After 10 long years, I have finally completed and have begun flight testing my Pitts S-1S. I originally anticipated the scratchbuild to take three years, but I found out quickly that life has a way of slowing things down. Not long after starting the project, I was married; had two children, three surgeries, and three jobs; completed my instrument, commercial, and multi ratings/certificates and got a tailwheel endorsement; and led an EAA chapter, all while working and going to school full time. It took 2,164 construction hours and countless hours of research, engineering, and planning to finally get the project into the air.

It is a bit different from a stock S-1S with a pumped-up angle-valve Lycoming IO-360, squared wingtips, two-thirds span ailerons, an oversized rudder, electronic flight instrument system and digital engine monitor, and revised fuel system. Other than that, it is true to factory plans with the exception of a few reinforced areas of the wings and attach fittings. I was looking for a stock, parallel-valve IO-360 for weight purposes but was fortunate to find the angle-valve engine for a price that I could not turn down. The engine was overhauled and pickled quite a few years back, but upon borescoping it was found to be in immaculate condition.

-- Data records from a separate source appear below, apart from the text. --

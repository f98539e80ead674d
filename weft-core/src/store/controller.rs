//! State Controllers
//!
//! A `Controller<T, M>` owns the live value behind one registered state
//! token. `T` is the stored value type and `M` is the message type accepted
//! by writes; for plain containers the two coincide and the reducer is the
//! identity function.
//!
//! # How Publication Works
//!
//! 1. `accept` folds an incoming message into the next value with the
//!    controller's reducer, then hands it to `publish`.
//! 2. `publish` compares the candidate against the current value and stops
//!    if they are equal, so subscribers never see a no-op notification.
//! 3. On a real change the value is swapped in, the linked meta channel is
//!    flipped back to `Ok` if it was pending or errored, and subscribers
//!    are notified in the order they subscribed.
//!
//! Subscriber lists are snapshotted before invocation, so a callback may
//! freely dispatch back into the store, subscribe, or unsubscribe without
//! tripping over an active borrow.

use std::any::Any;
use std::cell::RefCell;
use std::rc::{Rc, Weak};
use std::sync::atomic::{AtomicU64, Ordering};

use tracing::trace;

use crate::store::meta::Meta;
use crate::store::query::StateListener;
use crate::store::registry::Store;

static NEXT_SUBSCRIBER_ID: AtomicU64 = AtomicU64::new(0);

/// Identifies one subscriber of one controller.
#[derive(Debug, Clone, Copy, PartialEq, Eq, Hash)]
pub struct SubscriberId(u64);

impl SubscriberId {
    pub(crate) fn next() -> Self {
        SubscriberId(NEXT_SUBSCRIBER_ID.fetch_add(1, Ordering::Relaxed))
    }
}

pub(crate) enum SubscriberKind<T> {
    /// A plain callback handed to `Store::subscribe`.
    Callback(Rc<dyn Fn(&T)>),
    /// A tracked reactive computation. Held weakly so dropping the
    /// computation's owner is enough to retire it.
    Listener(Weak<dyn StateListener>),
}

impl<T> Clone for SubscriberKind<T> {
    fn clone(&self) -> Self {
        match self {
            SubscriberKind::Callback(f) => SubscriberKind::Callback(f.clone()),
            SubscriberKind::Listener(l) => SubscriberKind::Listener(l.clone()),
        }
    }
}

struct SubscriberEntry<T> {
    id: SubscriberId,
    kind: SubscriberKind<T>,
}

impl<T> Clone for SubscriberEntry<T> {
    fn clone(&self) -> Self {
        SubscriberEntry {
            id: self.id,
            kind: self.kind.clone(),
        }
    }
}

/// The link from a base controller to its meta channel. Erased behind
/// closures so a meta controller never needs a meta channel of its own.
pub(crate) struct MetaLink<M> {
    publish: Rc<dyn Fn(&Store, Meta<M>)>,
    is_ok: Rc<dyn Fn() -> bool>,
}

pub struct Controller<T, M> {
    value: RefCell<T>,
    reduce: Rc<dyn Fn(&M, &T) -> T>,
    subscribers: RefCell<Vec<SubscriberEntry<T>>>,
    meta: RefCell<Option<MetaLink<M>>>,
}

impl<T, M> Controller<T, M>
where
    T: Clone + PartialEq + 'static,
    M: Clone + PartialEq + 'static,
{
    pub(crate) fn new(initial: T, reduce: Rc<dyn Fn(&M, &T) -> T>) -> Self {
        Controller {
            value: RefCell::new(initial),
            reduce,
            subscribers: RefCell::new(Vec::new()),
            meta: RefCell::new(None),
        }
    }

    pub fn current(&self) -> T {
        self.value.borrow().clone()
    }

    /// Fold `message` into the current value through the reducer and
    /// publish the result.
    pub(crate) fn accept(&self, store: &Store, message: M) {
        let next = {
            let current = self.value.borrow();
            (self.reduce)(&message, &current)
        };
        self.publish(store, next);
    }

    /// Publish `next` directly, bypassing the reducer. Equal values are
    /// dropped without notifying anyone.
    pub(crate) fn publish(&self, store: &Store, next: T) {
        if *self.value.borrow() == next {
            trace!("publication skipped, value unchanged");
            return;
        }
        *self.value.borrow_mut() = next.clone();
        self.settle_meta(store);

        let snapshot: Vec<SubscriberEntry<T>> = self.subscribers.borrow().clone();
        let mut dead = Vec::new();
        for entry in snapshot {
            match entry.kind {
                SubscriberKind::Callback(callback) => callback(&next),
                SubscriberKind::Listener(listener) => match listener.upgrade() {
                    Some(listener) => listener.update(store),
                    None => dead.push(entry.id),
                },
            }
        }
        if !dead.is_empty() {
            let mut subscribers = self.subscribers.borrow_mut();
            subscribers.retain(|entry| !dead.contains(&entry.id));
        }
    }

    /// A fresh value means any pending or errored meta state is stale.
    fn settle_meta(&self, store: &Store) {
        let (publish, is_ok) = match &*self.meta.borrow() {
            Some(link) => (link.publish.clone(), link.is_ok.clone()),
            None => return,
        };
        if !is_ok() {
            publish(store, Meta::Ok);
        }
    }

    pub(crate) fn attach_meta(&self, meta: Rc<Controller<Meta<M>, Meta<M>>>) {
        let target = meta.clone();
        let peek = meta;
        *self.meta.borrow_mut() = Some(MetaLink {
            publish: Rc::new(move |store, state| target.publish(store, state)),
            is_ok: Rc::new(move || peek.current().is_ok()),
        });
    }

    fn add_subscriber(&self, id: SubscriberId, kind: SubscriberKind<T>) {
        let mut subscribers = self.subscribers.borrow_mut();
        if let Some(existing) = subscribers.iter_mut().find(|entry| entry.id == id) {
            existing.kind = kind;
        } else {
            subscribers.push(SubscriberEntry { id, kind });
        }
    }

    #[cfg(test)]
    pub(crate) fn subscriber_count(&self) -> usize {
        self.subscribers.borrow().len()
    }
}

/// Typed read-side of a controller, as seen through a registry entry.
pub(crate) trait ReadAccess<V> {
    fn read(&self) -> V;
    fn subscribe_callback(&self, id: SubscriberId, callback: Rc<dyn Fn(&V)>);
    fn subscribe_listener(&self, id: SubscriberId, listener: Weak<dyn StateListener>);
    fn remove_subscriber(&self, id: SubscriberId);
}

impl<T, M> ReadAccess<T> for Controller<T, M>
where
    T: Clone + PartialEq + 'static,
    M: Clone + PartialEq + 'static,
{
    fn read(&self) -> T {
        self.current()
    }

    fn subscribe_callback(&self, id: SubscriberId, callback: Rc<dyn Fn(&T)>) {
        self.add_subscriber(id, SubscriberKind::Callback(callback));
    }

    fn subscribe_listener(&self, id: SubscriberId, listener: Weak<dyn StateListener>) {
        self.add_subscriber(id, SubscriberKind::Listener(listener));
    }

    fn remove_subscriber(&self, id: SubscriberId) {
        self.subscribers
            .borrow_mut()
            .retain(|entry| entry.id != id);
    }
}

/// Untyped view of a controller, enough to detach subscribers and recover
/// the concrete type behind an `Rc<dyn Any>`.
pub(crate) trait AnyController {
    fn as_any_rc(self: Rc<Self>) -> Rc<dyn Any>;
    fn drop_subscriber(&self, id: SubscriberId);
}

impl<T, M> AnyController for Controller<T, M>
where
    T: Clone + PartialEq + 'static,
    M: Clone + PartialEq + 'static,
{
    fn as_any_rc(self: Rc<Self>) -> Rc<dyn Any> {
        self
    }

    fn drop_subscriber(&self, id: SubscriberId) {
        ReadAccess::remove_subscriber(self, id);
    }
}

/// One registered state token: the controller plus the typed read handle
/// used by `GetState` and `Store::subscribe`. Lives in a private module;
/// it surfaces only through the sealed registration trait.
pub struct RegistryEntry {
    read: Box<dyn Any>,
    controller: Rc<dyn AnyController>,
}

impl RegistryEntry {
    pub(crate) fn new<T, M>(controller: Rc<Controller<T, M>>) -> Self
    where
        T: Clone + PartialEq + 'static,
        M: Clone + PartialEq + 'static,
    {
        let read: Rc<dyn ReadAccess<T>> = controller.clone();
        RegistryEntry {
            read: Box::new(read),
            controller,
        }
    }

    /// The typed read handle. Panics if `V` does not match the registered
    /// value type, which indicates two tokens sharing an id with different
    /// types.
    pub(crate) fn read_access<V: 'static>(&self) -> Rc<dyn ReadAccess<V>> {
        self.read
            .downcast_ref::<Rc<dyn ReadAccess<V>>>()
            .unwrap_or_else(|| {
                panic!(
                    "state registered under this key holds a different value type than {}",
                    std::any::type_name::<V>()
                )
            })
            .clone()
    }

    /// Recover the concrete controller. Same panic policy as
    /// [`RegistryEntry::read_access`].
    pub(crate) fn typed<T, M>(&self) -> Rc<Controller<T, M>>
    where
        T: Clone + PartialEq + 'static,
        M: Clone + PartialEq + 'static,
    {
        self.controller
            .clone()
            .as_any_rc()
            .downcast::<Controller<T, M>>()
            .unwrap_or_else(|_| {
                panic!(
                    "state registered under this key is not a Controller<{}, {}>",
                    std::any::type_name::<T>(),
                    std::any::type_name::<M>()
                )
            })
    }

    pub(crate) fn erased(&self) -> Rc<dyn AnyController> {
        self.controller.clone()
    }
}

The installation was not without difficulty as I discovered the intake tubes for the engine interfered with mounting, so a conversion to an A1A sump and intake tubes was needed. I also found that the constant-speed setup could not be used as there is little room between the accessory case and firewall, and the governor adapter would not fit. This also meant the Bendix magnetos would not be usable, and Slicks were the only mag option. This also meant that certain ignition harnesses were unusable. I wanted to get away from the old wobble pump and installed a Weldon boost pump instead. The inverted oil system installation is pretty standard but doesn’t allow for quick drains, so oil changes are a bit messier.

I did not have enough experience to trust myself with the maiden flight, so my good friend Buck Roetman took the controls. The first flight saw the right wing slightly heavy, so two washers were removed from the upper forward left I-strut, and that was resolved. Oil temperature ran slightly high at 220 degrees, so a scoop was fabricated at the oil cooler. There is a slight aileron grab that happens when you fly hands off, but that is getting better. After some great dual instruction from Ben Leclercq in Orlando, I finally felt comfortable taking my machine to the sky for my first time. I waited for a calm morning with a nice 5-knot wind down the runway the following weekend. As I eased the throttle forward, it was amazing how much torque and P-factor were present, and the acceleration was incredible.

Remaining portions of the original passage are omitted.